//! Survivor Ledger - Command line entry point
//!
//! Thin front end over the engine: parses arguments, runs one operation and
//! prints its result as JSON. Failures print `{"error", "status"}` on stderr,
//! where `status` is the HTTP code a service front end would answer with.

use std::path::PathBuf;
use std::process::ExitCode;
use std::time::Duration;

use clap::{Args, Parser, Subcommand};
use serde::Serialize;
use serde_json::json;
use tracing_subscriber::EnvFilter;

use survivor_ledger::core::error::Result;
use survivor_ledger::{Engine, EngineConfig, Inventory, Location, NewSurvivor, SurvivorId};

/// Track survivors, contamination reports and supply inventories
#[derive(Parser, Debug)]
#[command(name = "survivor-ledger")]
#[command(about = "Contamination escalation and inventory ledger for survivors")]
struct Cli {
    /// TOML configuration file
    #[arg(long, global = true)]
    config: Option<PathBuf>,

    /// Database file (overrides config and SURVIVOR_DB_PATH)
    #[arg(long, global = true)]
    database: Option<PathBuf>,

    /// Deadline for the operation in milliseconds
    #[arg(long, global = true)]
    deadline_ms: Option<u64>,

    #[command(subcommand)]
    command: Command,
}

#[derive(Subcommand, Debug)]
enum Command {
    /// Create the database and schema if missing
    Init,
    /// Register a survivor with an initial inventory
    Register {
        #[arg(long)]
        name: String,
        #[arg(long)]
        age: u32,
        #[arg(long)]
        gender: String,
        #[command(flatten)]
        location: LocationArgs,
        #[command(flatten)]
        inventory: InventoryArgs,
    },
    /// Move a survivor to new coordinates
    Relocate {
        id: String,
        #[command(flatten)]
        location: LocationArgs,
    },
    /// Submit a contamination report
    Report { id: String },
    /// Request that a survivor be flagged as infected
    Flag { id: String },
    /// Replace a survivor's inventory
    Inventory {
        id: String,
        #[command(flatten)]
        inventory: InventoryArgs,
    },
    /// Show a survivor's full record
    Status { id: String },
    /// List survivors by infection status
    List {
        /// List infected survivors instead of clean ones
        #[arg(long)]
        infected: bool,
    },
}

#[derive(Args, Debug)]
struct LocationArgs {
    #[arg(long, allow_hyphen_values = true)]
    latitude: f64,
    #[arg(long, allow_hyphen_values = true)]
    longitude: f64,
}

impl From<LocationArgs> for Location {
    fn from(args: LocationArgs) -> Self {
        Location::new(args.latitude, args.longitude)
    }
}

#[derive(Args, Debug)]
struct InventoryArgs {
    #[arg(long)]
    water: String,
    #[arg(long)]
    food: String,
    #[arg(long)]
    medication: String,
    #[arg(long)]
    ammunition: String,
}

impl From<InventoryArgs> for Inventory {
    fn from(args: InventoryArgs) -> Self {
        Inventory::new(args.water, args.food, args.medication, args.ammunition)
    }
}

#[tokio::main]
async fn main() -> ExitCode {
    tracing_subscriber::fmt()
        .with_env_filter(
            EnvFilter::try_from_default_env().unwrap_or_else(|_| EnvFilter::new("survivor_ledger=info")),
        )
        .with_writer(std::io::stderr)
        .init();

    let cli = Cli::parse();
    match run(cli).await {
        Ok(output) => {
            println!("{}", output);
            ExitCode::SUCCESS
        }
        Err(err) => {
            tracing::debug!("Command failed: {:?}", err);
            eprintln!("{}", json!({ "error": err.to_string(), "status": err.status_code() }));
            ExitCode::FAILURE
        }
    }
}

fn load_config(cli: &Cli) -> Result<EngineConfig> {
    let mut config = match &cli.config {
        Some(path) => EngineConfig::load_from_toml(path)?,
        None => EngineConfig::new(),
    };
    config.apply_env_overrides()?;
    if let Some(path) = &cli.database {
        config.store.database_path = path.clone();
    }
    if let Some(ms) = cli.deadline_ms {
        config.store.operation_timeout_ms = ms;
    }
    config.validate()?;
    Ok(config)
}

fn pretty<T: Serialize>(value: &T) -> Result<String> {
    Ok(serde_json::to_string_pretty(value)?)
}

async fn run(cli: Cli) -> Result<String> {
    let config = load_config(&cli)?;
    let mut engine = Engine::open(&config)?;
    if let Some(ms) = cli.deadline_ms {
        engine = engine.with_deadline(Duration::from_millis(ms));
    }

    match cli.command {
        Command::Init => pretty(&json!({
            "database": engine.store().path().display().to_string(),
            "after_infection": config.reports.after_infection,
        })),
        Command::Register {
            name,
            age,
            gender,
            location,
            inventory,
        } => {
            let survivor = engine
                .survivors()
                .register(NewSurvivor {
                    name,
                    age,
                    gender,
                    location: location.into(),
                    inventory: inventory.into(),
                })
                .await?;
            pretty(&survivor)
        }
        Command::Relocate { id, location } => {
            let id: SurvivorId = id.parse()?;
            engine.survivors().update_location(id, location.into()).await?;
            pretty(&engine.survivors().get(id).await?)
        }
        Command::Report { id } => {
            let outcome = engine.infection().submit_contamination_report(id.parse()?).await?;
            pretty(&outcome)
        }
        Command::Flag { id } => {
            let outcome = engine.infection().submit_explicit_infection_flag(id.parse()?).await?;
            pretty(&outcome)
        }
        Command::Inventory { id, inventory } => {
            let receipt = engine
                .inventory()
                .update_inventory(id.parse()?, inventory.into())
                .await?;
            pretty(&receipt)
        }
        Command::Status { id } => {
            let id: SurvivorId = id.parse()?;
            let survivor = engine.survivors().get(id).await?;
            let state = survivor.state();
            let threshold_reached = engine.infection().evaluate_threshold(id).await?;
            let record = engine.inventory().current(id).await?;
            pretty(&json!({
                "survivor": survivor,
                "state": state,
                "threshold_reached": threshold_reached,
                "inventory_record": record,
            }))
        }
        Command::List { infected } => pretty(&engine.survivors().list(infected).await?),
    }
}
use std::env;

/// Process configuration, read once at startup.
///
/// `JWT_SECRET` is intentionally not stored here: the token service reads it
/// from the environment at point of use, and `main` checks its presence at
/// startup so a misconfigured deployment fails fast. SMTP settings are read
/// by the notifier, which treats them as optional.
pub struct Config {
    pub database_url: String,
    pub server_host: String,
    pub server_port: u16,
}

impl Config {
    pub fn from_env() -> Self {
        Self {
            database_url: env::var("DATABASE_URL").expect("DATABASE_URL must be set"),
            server_host: env_or("SERVER_HOST", "127.0.0.1"),
            server_port: env_or("SERVER_PORT", "8080")
                .parse()
                .expect("SERVER_PORT must be a number"),
        }
    }

    pub fn server_url(&self) -> String {
        format!("http://{}:{}", self.server_host, self.server_port)
    }
}

fn env_or(key: &str, default: &str) -> String {
    env::var(key).unwrap_or_else(|_| default.to_string())
}

#[cfg(test)]
mod tests {
    use super::*;

    #[test]
    fn test_config_defaults_and_overrides() {
        env::set_var("DATABASE_URL", "postgres://test");
        env::remove_var("SERVER_PORT");
        env::remove_var("SERVER_HOST");

        let config = Config::from_env();
        assert_eq!(config.database_url, "postgres://test");
        assert_eq!(config.server_host, "127.0.0.1");
        assert_eq!(config.server_port, 8080);
        assert_eq!(config.server_url(), "http://127.0.0.1:8080");

        env::set_var("SERVER_HOST", "0.0.0.0");
        env::set_var("SERVER_PORT", "3000");

        let config = Config::from_env();
        assert_eq!(config.server_host, "0.0.0.0");
        assert_eq!(config.server_port, 3000);
        assert_eq!(config.server_url(), "http://0.0.0.0:3000");

        env::remove_var("SERVER_PORT");
        env::remove_var("SERVER_HOST");
    }
}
+--
Work request
Once you have read the records above, set each one down again exactly.

Exercise response
//! Survivor Ledger - Command line entry point
//!
//! Thin front end over the engine: parses arguments, runs one operation and
//! prints its result as JSON. Failures print `{"error", "status"}` on stderr,
//! where `status` is the HTTP code a service front end would answer with.

use std::path::PathBuf;
use std::process::ExitCode;
use std::time::Duration;

use clap::{Args, Parser, Subcommand};
use serde::Serialize;
use serde_json::json;
use tracing_subscriber::EnvFilter;

use survivor_ledger::core::error::Result;
use survivor_ledger::{Engine, EngineConfig, Inventory, Location, NewSurvivor, SurvivorId};

/// Track survivors, contamination reports and supply inventories
#[derive(Parser, Debug)]
#[command(name = "survivor-ledger")]
#[command(about = "Contamination escalation and inventory ledger for survivors")]
struct Cli {
    /// TOML configuration file
    #[arg(long, global = true)]
    config: Option<PathBuf>,

    /// Database file (overrides config and SURVIVOR_DB_PATH)
    #[arg(long, global = true)]
    database: Option<PathBuf>,

    /// Deadline for the operation in milliseconds
    #[arg(long, global = true)]
    deadline_ms: Option<u64>,

    #[command(subcommand)]
    command: Command,
}

#[derive(Subcommand, Debug)]
enum Command {
    /// Create the database and schema if missing
    Init,
    /// Register a survivor with an initial inventory
    Register {
        #[arg(long)]
        name: String,
        #[arg(long)]
        age: u32,
        #[arg(long)]
        gender: String,
        #[command(flatten)]
        location: LocationArgs,
        #[command(flatten)]
        inventory: InventoryArgs,
    },
    /// Move a survivor to new coordinates
    Relocate {
        id: String,
        #[command(flatten)]
        location: LocationArgs,
    },
    /// Submit a contamination report
    Report { id: String },
    /// Request that a survivor be flagged as infected
    Flag { id: String },
    /// Replace a survivor's inventory
    Inventory {
        id: String,
        #[command(flatten)]
        inventory: InventoryArgs,
    },
    /// Show a survivor's full record
    Status { id: String },
    /// List survivors by infection status
    List {
        /// List infected survivors instead of clean ones
        #[arg(long)]
        infected: bool,
    },
}

#[derive(Args, Debug)]
struct LocationArgs {
    #[arg(long, allow_hyphen_values = true)]
    latitude: f64,
    #[arg(long, allow_hyphen_values = true)]
    longitude: f64,
}

impl From<LocationArgs> for Location {
    fn from(args: LocationArgs) -> Self {
        Location::new(args.latitude, args.longitude)
    }
}

#[derive(Args, Debug)]
struct InventoryArgs {
    #[arg(long)]
    water: String,
    #[arg(long)]
    food: String,
    #[arg(long)]
    medication: String,
    #[arg(long)]
    ammunition: String,
}

impl From<InventoryArgs> for Inventory {
    fn from(args: InventoryArgs) -> Self {
        Inventory::new(args.water, args.food, args.medication, args.ammunition)
    }
}

#[tokio::main]
async fn main() -> ExitCode {
    tracing_subscriber::fmt()
        .with_env_filter(
            EnvFilter::try_from_default_env().unwrap_or_else(|_| EnvFilter::new("survivor_ledger=info")),
        )
        .with_writer(std::io::stderr)
        .init();

    let cli = Cli::parse();
    match run(cli).await {
        Ok(output) => {
            println!("{}", output);
            ExitCode::SUCCESS
        }
        Err(err) => {
            tracing::debug!("Command failed: {:?}", err);
            eprintln!("{}", json!({ "error": err.to_string(), "status": err.status_code() }));
            ExitCode::FAILURE
        }
    }
}

fn load_config(cli: &Cli) -> Result<EngineConfig> {
    let mut config = match &cli.config {
        Some(path) => EngineConfig::load_from_toml(path)?,
        None => EngineConfig::new(),
    };
    config.apply_env_overrides()?;
    if let Some(path) = &cli.database {
        config.store.database_path = path.clone();
    }
    if let Some(ms) = cli.deadline_ms {
        config.store.operation_timeout_ms = ms;
    }
    config.validate()?;
    Ok(config)
}

fn pretty<T: Serialize>(value: &T) -> Result<String> {
    Ok(serde_json::to_string_pretty(value)?)
}

async fn run(cli: Cli) -> Result<String> {
    let config = load_config(&cli)?;
    let mut engine = Engine::open(&config)?;
    if let Some(ms) = cli.deadline_ms {
        engine = engine.with_deadline(Duration::from_millis(ms));
    }

    match cli.command {
        Command::Init => pretty(&json!({
            "database": engine.store().path().display().to_string(),
            "after_infection": config.reports.after_infection,
        })),
        Command::Register {
            name,
            age,
            gender,
            location,
            inventory,
        } => {
            let survivor = engine
                .survivors()
                .register(NewSurvivor {
                    name,
                    age,
                    gender,
                    location: location.into(),
                    inventory: inventory.into(),
                })
                .await?;
            pretty(&survivor)
        }
        Command::Relocate { id, location } => {
            let id: SurvivorId = id.parse()?;
            engine.survivors().update_location(id, location.into()).await?;
            pretty(&engine.survivors().get(id).await?)
        }
        Command::Report { id } => {
            let outcome = engine.infection().submit_contamination_report(id.parse()?).await?;
            pretty(&outcome)
        }
        Command::Flag { id } => {
            let outcome = engine.infection().submit_explicit_infection_flag(id.parse()?).await?;
            pretty(&outcome)
        }
        Command::Inventory { id, inventory } => {
            let receipt = engine
                .inventory()
                .update_inventory(id.parse()?, inventory.into())
                .await?;
            pretty(&receipt)
        }
        Command::Status { id } => {
            let id: SurvivorId = id.parse()?;
            let survivor = engine.survivors().get(id).await?;
            let state = survivor.state();
            let threshold_reached = engine.infection().evaluate_threshold(id).await?;
            let record = engine.inventory().current(id).await?;
            pretty(&json!({
                "survivor": survivor,
                "state": state,
                "threshold_reached": threshold_reached,
                "inventory_record": record,
            }))
        }
        Command::List { infected } => pretty(&engine.survivors().list(infected).await?),
    }
}
use std::env;

/// Process configuration, read once at startup.
///
/// `JWT_SECRET` is intentionally not stored here: the token service reads it
/// from the environment at point of use, and `main` checks its presence at
/// startup so a misconfigured deployment fails fast. SMTP settings are read
/// by the notifier, which treats them as optional.
pub struct Config {
    pub database_url: String,
    pub server_host: String,
    pub server_port: u16,
}

impl Config {
    pub fn from_env() -> Self {
        Self {
            database_url: env::var("DATABASE_URL").expect("DATABASE_URL must be set"),
            server_host: env_or("SERVER_HOST", "127.0.0.1"),
            server_port: env_or("SERVER_PORT", "8080")
                .parse()
                .expect("SERVER_PORT must be a number"),
        }
    }

    pub fn server_url(&self) -> String {
        format!("http://{}:{}", self.server_host, self.server_port)
    }
}

fn env_or(key: &str, default: &str) -> String {
    env::var(key).unwrap_or_else(|_| default.to_string())
}

#[cfg(test)]
mod tests {
    use super::*;

    #[test]
    fn test_config_defaults_and_overrides() {
        env::set_var("DATABASE_URL", "postgres://test");
        env::remove_var("SERVER_PORT");
        env::remove_var("SERVER_HOST");

        let config = Config::from_env();
        assert_eq!(config.database_url, "postgres://test");
        assert_eq!(config.server_host, "127.0.0.1");
        assert_eq!(config.server_port, 8080);
        assert_eq!(config.server_url(), "http://127.0.0.1:8080");

        env::set_var("SERVER_HOST", "0.0.0.0");
        env::set_var("SERVER_PORT", "3000");

        let config = Config::from_env();
        assert_eq!(config.server_host, "0.0.0.0");
        assert_eq!(config.server_port, 3000);
        assert_eq!(config.server_url(), "http://0.0.0.0:3000");

        env::remove_var("SERVER_PORT");
        env::remove_var("SERVER_HOST");
    }
}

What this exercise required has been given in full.